ストレスチェックに関する労働者につきまして
こんにちは。SRコンサルティング部の横谷です。
労働安全衛生法が改正され、常時使用する労働者数が50人以上の事業場(本社・支店・工場など各事業所単位)ではストレスチェックを2015年12月1日から2016年11月30日までの間に1回、その後は前回の実施より1年以内に1回実施することが義務化されました。
2015年12月1日時点で常時使用する労働者数が50人以上でした事業所様は、そろそろ今年のストレスチェック実施準備を行われる時期ではないでしょうか?
また、常時使用する労働者数が50人以上となられ、初めてストレスチェックを実施される事業所様はございませんでしょうか?
本コラムでは「常時使用する労働者数が50人以上」と「ストレスチェックの対象となる労働者」についてご説明致します。
まず「常時使用する労働者数が50人以上」での労働者数についてですが、契約日数・時間数に関わらず、継続して雇用し、使用している労働者も含まれる事となりますので、正社員の他に、契約社員、パート、アルバイト、日雇労働者、派遣労働者も人数に含め、50人以上なのか判断する事となります。
次に「ストレスチェックの対象となる労働者」についてですが、下記の要件①と②を
両方とも満たす者となります。
①期間の定めのない労働契約により使用される者。
期間の定めのある労働契約により使用される者の場合は、下記の要件(1)~(3)のいずれかを満たす者。
(1)契約期間が1年以上である者
(2)契約更新によって1年以上使用されることが予定されている者
(3)1年以上引き続き使用されている者
②その者の1週間の労働時間数が当該事業場において、同種の業務に従事する通常
の労働者の1週間の所定労働時間数の4分の3以上であること。
ちなみに、①の要件を満たし、②の要件を満たしていなかった場合ですが、「1週間の労働時間数が当該事業場において、同種の業務に従事する通常の労働者の1週間の所定労働時間数のおおむね2分の1以上である者に対しても、ストレスチェックを実施することが望ましい」、とされております。

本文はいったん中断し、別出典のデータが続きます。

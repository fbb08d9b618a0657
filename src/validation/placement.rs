use super::findings::{FindingSet, Severity};
use super::walk::{SceneWalk, nickname_has};
use crate::catalog::RuleCatalog;
use crate::models::{SceneObject, Vec3};

/// Bundles with these words in their nickname are not units
const NON_UNIT_WORDS: [&str; 2] = ["terrain", "tool"];

pub fn is_unit_candidate(obj: &SceneObject) -> bool {
    !NON_UNIT_WORDS.iter().any(|word| nickname_has(obj, word))
}

/// Units should stand on the right-hand table. Bag contents are not checked.
pub fn check(walk: SceneWalk<'_>, catalog: &RuleCatalog, findings: &mut FindingSet) {
    let bounds = &catalog.placement;
    let mut on_table = 0usize;
    let mut off_table: Vec<(&str, Vec3)> = Vec::new();

    for obj in walk.top_level_bundles().filter(|obj| is_unit_candidate(obj)) {
        let position = obj.transform.position();
        if bounds.contains(&position) {
            on_table += 1;
        } else {
            off_table.push((obj.nickname(), position));
        }
    }

    findings.info(format!("✓ Units on right table: {on_table}"));

    if !off_table.is_empty() {
        findings.push_with_details(
            Severity::Warning,
            format!("⚠ Units off table or falling: {}", off_table.len()),
            off_table
                .iter()
                .map(|(name, p)| format!("  - {name} at ({:.1}, {:.1}, {:.1})", p.x, p.y, p.z)),
            catalog.detail_limit,
        );
    }
}

#[cfg(test)]
mod tests {
    use super::*;
    use crate::defaults::DEFAULT_CATALOG;
    use serde_json::{Value, json};

    fn bundle(nickname: &str, x: f64, y: f64, z: f64) -> Value {
        json!({
            "Name": "Custom_AssetBundle",
            "Nickname": nickname,
            "Transform": {"posX": x, "posY": y, "posZ": z, "scaleX": 0.039}
        })
    }

    fn run(objects: Vec<Value>) -> FindingSet {
        let objects: Vec<SceneObject> = serde_json::from_value(Value::Array(objects)).unwrap();
        let mut findings = FindingSet::new();
        check(SceneWalk::new(&objects), &DEFAULT_CATALOG, &mut findings);
        findings
    }

    #[test]
    fn test_units_on_table() {
        let findings = run(vec![bundle("Spearmen", 35.0, 2.1, 10.0), bundle("Archers", 50.0, 1.6, -25.0)]);
        assert_eq!(findings.info, vec!["✓ Units on right table: 2"]);
        assert!(findings.warnings.is_empty());
        assert!(findings.errors.is_empty());
    }

    #[test]
    fn test_off_table_lists_first_five() {
        let objects = (0..7).map(|i| bundle(&format!("Unit {i}"), 0.0, 1.3, f64::from(i))).collect();
        let findings = run(objects);
        assert_eq!(findings.warnings.len(), 6);
        assert_eq!(findings.warnings[0], "⚠ Units off table or falling: 7");
        assert_eq!(findings.warnings[1], "  - Unit 0 at (0.0, 1.3, 0.0)");
        assert_eq!(findings.warnings[5], "  - Unit 4 at (0.0, 1.3, 4.0)");
    }

    #[test]
    fn test_falling_unit_is_off_table() {
        let findings = run(vec![bundle("Cavalry", 40.0, 5.0, 0.0)]);
        assert_eq!(findings.warnings[0], "⚠ Units off table or falling: 1");
    }

    #[test]
    fn test_terrain_tools_and_bags_ignored() {
        let findings = run(vec![
            bundle("Hill Terrain", 0.0, 0.0, 0.0),
            bundle("Measuring TOOL", 0.0, 0.0, 0.0),
            json!({"Name": "Bag", "ContainedObjects": [bundle("Lost Unit", 0.0, 0.0, 0.0)]}),
            json!({"Name": "Custom_Model", "Nickname": "Main Table"}),
        ]);
        assert_eq!(findings.info, vec!["✓ Units on right table: 0"]);
        assert!(findings.warnings.is_empty());
    }
}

さて、ここで派遣労働者についてですが、派遣元事業者と派遣先事業者のどちらでストレスチェックを受ける事になるのでしょうか?
ストレスチェック実施後の流れからお話しますと、高ストレス状態との検査結果を通知された労働者が医師による面接指導を受ける希望を申出した場合、受けさせる義務があります。また、努力義務とはなりますが、ストレスチェックの結果を厚生労働省の提唱する方法にて、個人が特定されないよう職場、部署、課などのグループごとに集団分析を行う事となります。

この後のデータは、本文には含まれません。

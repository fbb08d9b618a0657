use std::fs;
use std::io::ErrorKind;
use std::path::{Path, PathBuf};
use tracing::{debug, info};

use crate::error::LoadError;
use crate::models::SaveFile;

/// A save file that parsed successfully
#[derive(Debug, Clone)]
pub struct LoadedSave {
    pub path: PathBuf,
    pub save: SaveFile,
}

impl LoadedSave {
    /// Base name of the file, used in report headers and notes
    pub fn file_name(&self) -> String {
        display_name(&self.path)
    }
}

pub fn display_name(path: &Path) -> String {
    path.file_name()
        .map(|name| name.to_string_lossy().into_owned())
        .unwrap_or_else(|| path.display().to_string())
}

/// Read and parse a save file
pub fn load_save(path: &Path) -> Result<LoadedSave, LoadError> {
    debug!("Reading save file {path:?}");

    let content = fs::read_to_string(path).map_err(|source| match source.kind() {
        ErrorKind::NotFound => LoadError::NotFound {
            path: path.display().to_string(),
        },
        _ => LoadError::Unreadable {
            path: path.display().to_string(),
            source,
        },
    })?;

    let save = parse_save(path, content)?;
    info!("Loaded save file {path:?}");

    Ok(LoadedSave {
        path: path.to_path_buf(),
        save,
    })
}

/// Parse save file content; `path` is only used for error display
pub fn parse_save(path: &Path, content: String) -> Result<SaveFile, LoadError> {
    serde_json::from_str(&content).map_err(|e| LoadError::malformed(path, content.clone(), &e))
}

上記のストレスチェック及び医師による面接指導を実施する事は、派遣元事業者の義務となっております。一方、集団分析は職場などの単位で実施する事が重要で、派遣労働者も含めた一定規模の集団ごとにストレスチェック結果を集計・分析するとともに、その結果に基づく措置を実施する事は、派遣先事業者が望ましい、となっております。
従って、派遣労働者は派遣元事業者の実施するストレスチェックを受けるのとは別に、派遣先事業者が派遣労働者も含めて集団分析を行う場合は、派遣先事業者の実施するストレスチェックについても受ける、という複数回の受検が生じる事となります。
ストレスチェックの目的は、労働者にとっては自身のストレスへの気づきを促進し、メンタル不調を未然に防ぐ、事業者にとってはストレスの原因となる職場環境改善の契機
となっております。
ストレスチェックの結果を通じて、労働者にとって働きやすい職場環境となりストレスからの解放、事業主にとっては生産性が向上、といった労使双方が満たされる成果となる事が望ましいです。